A competitive scheme for reference linking, emerging from the scientists who are engaged in the world of pre-print servers is the Open Archives initiative. Its goal reads: "The Open Archives Initiative develops and promotes interoperability standards that aim to facilitate the efficient dissemination of content. The Open Archives Initiative has its roots in an effort to enhance access to e-print archives as a means of increasing the availability of scholarly communication. (Oai00). The aim of this initiative is to promote those active authors for whom self-archiving solutions are a preferred option. The interoperability between such archives becomes the prime research (Som00).
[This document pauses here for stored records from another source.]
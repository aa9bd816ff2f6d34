//! Expiration Policy Module
//!
//! Decides whether an entry is stale. TTL is fixed per cache instance and is
//! measured from creation, regardless of how recently the entry was read.

use std::time::Duration;

use tokio::time::Instant;

use crate::cache::CacheEntry;

/// Returns true once strictly more than `ttl` has elapsed since `entry` was created.
pub fn is_expired<V>(entry: &CacheEntry<V>, ttl: Duration, now: Instant) -> bool {
    entry.age(now) > ttl
}

// == Expiration Policy ==
/// Per-instance TTL policy.
#[derive(Debug, Clone, Copy, PartialEq, Eq)]
pub struct ExpirationPolicy {
    ttl: Duration,
}

impl ExpirationPolicy {
    pub fn new(ttl: Duration) -> Self {
        Self { ttl }
    }

    pub fn ttl(&self) -> Duration {
        self.ttl
    }

    pub fn is_expired<V>(&self, entry: &CacheEntry<V>, now: Instant) -> bool {
        is_expired(entry, self.ttl, now)
    }
}
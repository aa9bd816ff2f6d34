//! Mini Cache - A lightweight in-process key/value cache
//!
//! Provides bounded memory use through LRU eviction, TTL expiration checked
//! on read, and a background sweep that reclaims expired entries.

pub mod cache;
pub mod config;
pub mod error;
pub mod tasks;

pub use cache::{Cache, CacheStats, DebugSnapshot};
pub use config::CacheConfig;
pub use error::{CacheError, Result};
//! LRU Eviction Module
//!
//! Selects the victim to remove when the store is at capacity. Entries are
//! ranked by last access time (reads refresh it), not by insertion time.

use std::hash::Hash;

use crate::cache::CacheStore;

// == LRU Eviction ==
/// Least-recently-used victim selection.
#[derive(Debug, Clone, Copy, Default)]
pub struct LruEviction;

impl LruEviction {
    pub fn new() -> Self {
        Self
    }

    // == Select Victim ==
    /// Returns the key with the oldest `(last_accessed_at, access_tick)`.
    ///
    /// Ticks are unique per store, so exactly one key wins. Returns None if
    /// the store is empty.
    pub fn select_victim<K, V>(&self, store: &CacheStore<K, V>) -> Option<K>
    where
        K: Eq + Hash + Clone,
    {
        let mut oldest = None;
        store.scan(|key, entry| {
            let recency = entry.recency();
            match &oldest {
                Some((_, best)) if *best <= recency => {}
                _ => oldest = Some((key.clone(), recency)),
            }
        });
        oldest.map(|(key, _)| key)
    }
}
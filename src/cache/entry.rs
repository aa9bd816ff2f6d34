//! Cache Entry Module
//!
//! Defines the structure for individual cache entries: an immutable value plus
//! the creation and last-access timestamps used by expiration and eviction.

use std::time::Duration;

use tokio::time::Instant;

// == Cache Entry ==
/// Represents a single cache entry with value and access metadata.
///
/// Timestamps use `tokio::time::Instant` so paused test clocks apply.
#[derive(Debug, Clone)]
pub struct CacheEntry<V> {
    /// The stored value, never replaced in place
    value: V,
    /// Insertion time, set once
    created_at: Instant,
    /// Time of the most recent successful read (or insertion)
    last_accessed_at: Instant,
    /// Store-wide access sequence number, breaks timestamp ties
    access_tick: u64,
}

impl<V> CacheEntry<V> {
    // == Constructor ==
    /// Creates a new entry with `created_at = last_accessed_at = now`.
    ///
    /// # Arguments
    /// * `value` - The value to store
    /// * `tick` - Access sequence number issued by the owning store
    pub fn new(value: V, tick: u64) -> Self {
        Self::at(value, Instant::now(), tick)
    }

    /// Creates a new entry stamped with an explicit instant.
    pub fn at(value: V, now: Instant, tick: u64) -> Self {
        Self {
            value,
            created_at: now,
            last_accessed_at: now,
            access_tick: tick,
        }
    }

    pub fn value(&self) -> &V {
        &self.value
    }

    pub fn into_value(self) -> V {
        self.value
    }

    pub fn created_at(&self) -> Instant {
        self.created_at
    }

    pub fn last_accessed_at(&self) -> Instant {
        self.last_accessed_at
    }

    pub fn access_tick(&self) -> u64 {
        self.access_tick
    }

    // == Record Access ==
    /// Stamps a successful read. The only mutation an entry ever sees.
    pub fn record_access(&mut self, now: Instant, tick: u64) {
        self.last_accessed_at = now;
        self.access_tick = tick;
    }

    /// Ranking key for least-recently-used ordering.
    pub fn recency(&self) -> (Instant, u64) {
        (self.last_accessed_at, self.access_tick)
    }

    // == Age ==
    /// Time elapsed since insertion, zero if `now` precedes it.
    pub fn age(&self, now: Instant) -> Duration {
        now.saturating_duration_since(self.created_at)
    }

    /// Time elapsed since the last successful read.
    pub fn idle(&self, now: Instant) -> Duration {
        now.saturating_duration_since(self.last_accessed_at)
    }
}
//! Cache Statistics Module
//!
//! Tracks cache performance metrics including hits, misses, evictions and
//! expirations. Counters are atomics so recording never takes a lock.

use std::sync::atomic::{AtomicU64, Ordering};

use serde::Serialize;

// == Cache Stats ==
/// Point-in-time copy of the cache performance metrics.
#[derive(Debug, Clone, Default, PartialEq, Eq, Serialize)]
pub struct CacheStats {
    /// Number of successful cache retrievals
    pub hits: u64,
    /// Number of failed cache retrievals (key not found or expired)
    pub misses: u64,
    /// Number of entries evicted due to LRU policy
    pub evictions: u64,
    /// Number of expired entries removed (on read or by a sweep)
    pub expirations: u64,
    /// Current number of entries in the cache
    pub total_entries: usize,
}

impl CacheStats {
    // == Hit Rate ==
    /// Calculates the cache hit rate.
    ///
    /// Returns hits / (hits + misses), or 0.0 if no requests have been made.
    pub fn hit_rate(&self) -> f64 {
        let total = self.hits + self.misses;
        if total == 0 {
            0.0
        } else {
            self.hits as f64 / total as f64
        }
    }
}

// == Stats Recorder ==
/// Lock-free counters shared by every handle of a cache.
#[derive(Debug, Default)]
pub struct StatsRecorder {
    hits: AtomicU64,
    misses: AtomicU64,
    evictions: AtomicU64,
    expirations: AtomicU64,
}

impl StatsRecorder {
    pub fn new() -> Self {
        Self::default()
    }

    pub fn record_hit(&self) {
        self.hits.fetch_add(1, Ordering::Relaxed);
    }

    pub fn record_miss(&self) {
        self.misses.fetch_add(1, Ordering::Relaxed);
    }

    pub fn record_eviction(&self) {
        self.evictions.fetch_add(1, Ordering::Relaxed);
    }

    pub fn record_expiration(&self) {
        self.expirations.fetch_add(1, Ordering::Relaxed);
    }

    // == Snapshot ==
    /// Copies the counters, tagging them with the current entry count.
    pub fn snapshot(&self, total_entries: usize) -> CacheStats {
        CacheStats {
            hits: self.hits.load(Ordering::Relaxed),
            misses: self.misses.load(Ordering::Relaxed),
            evictions: self.evictions.load(Ordering::Relaxed),
            expirations: self.expirations.load(Ordering::Relaxed),
            total_entries,
        }
    }
}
Though DOI and OAi are approaching the problem from two antagonistically philosophical backgrounds, both schemes at the end must ensure the integrity and quality demands that are at the basis of proper scientific discourse.

4) Version control (bibliographic record must be attached to each version. A set of minimum details is suggested in the document).

A bibliographic record (metadata) is essential for fulfilment of this recommendation. The issue of metadata that entails much more than the traditional bibliographic information is also dealt with in section 3.

Depending on the availability and affordability of the technical means, the Working Group recommends:

5) Authenticity (i.e., versions should be certified as authentic and protected from change).

For a first publication, next to version control, the Working Group recommends,:

6) Notification (the community of one’s peers must be informed as to the version associated with priority claims).

7) Assignment and persistence of a Web address/location for the record.

Another issue here is of a more archival nature, namely that from every serious document, at least one copy is stored safely in an archive. This is an important and strong demand in a period where paper is on the way out and a plethora of digital media, each with their own way of data handling, emerges. This point is closely related with the first point on fixation. It is also closely related with the metadata issue. It implies that a central organization such as the National Library of Congress in the USA must install a legal depot of all items with unique storage codes for ever.

8) Commitment not to withdraw (authors must agree, prior to commencing the selection process, that they will not delete the document from the electronic literature).

For the definitive publication, the Working Group recommends, alongside persistence and version control, assignment and persistence of a web address.

9) Quality control (vetted to ensure quality), in order to maximise usefulness for science and to establish a high level of trust among readers.

Out of all this discussion, one thing becomes crystal clear, namely that the issue is very much domain dependent. Whilst in theoretical physics the pace of research is such that every new idea is immediately broadcast via pre-print servers, although often after internally peer reviewed by the researcher’s institute, in more experimental fields, the tempo is more relaxed. After all, it is easier to steal an idea than to redo an experiment. In medicine, the question is intrinsically more sensitive as new medical information is often rocketed to high levels of public phantasy. In this field, the discussion on ethics and misconduct is a permanent concern (Hud00). For a recent review on the domain dependency of refereeing in e-journals, see Weller (Wel00).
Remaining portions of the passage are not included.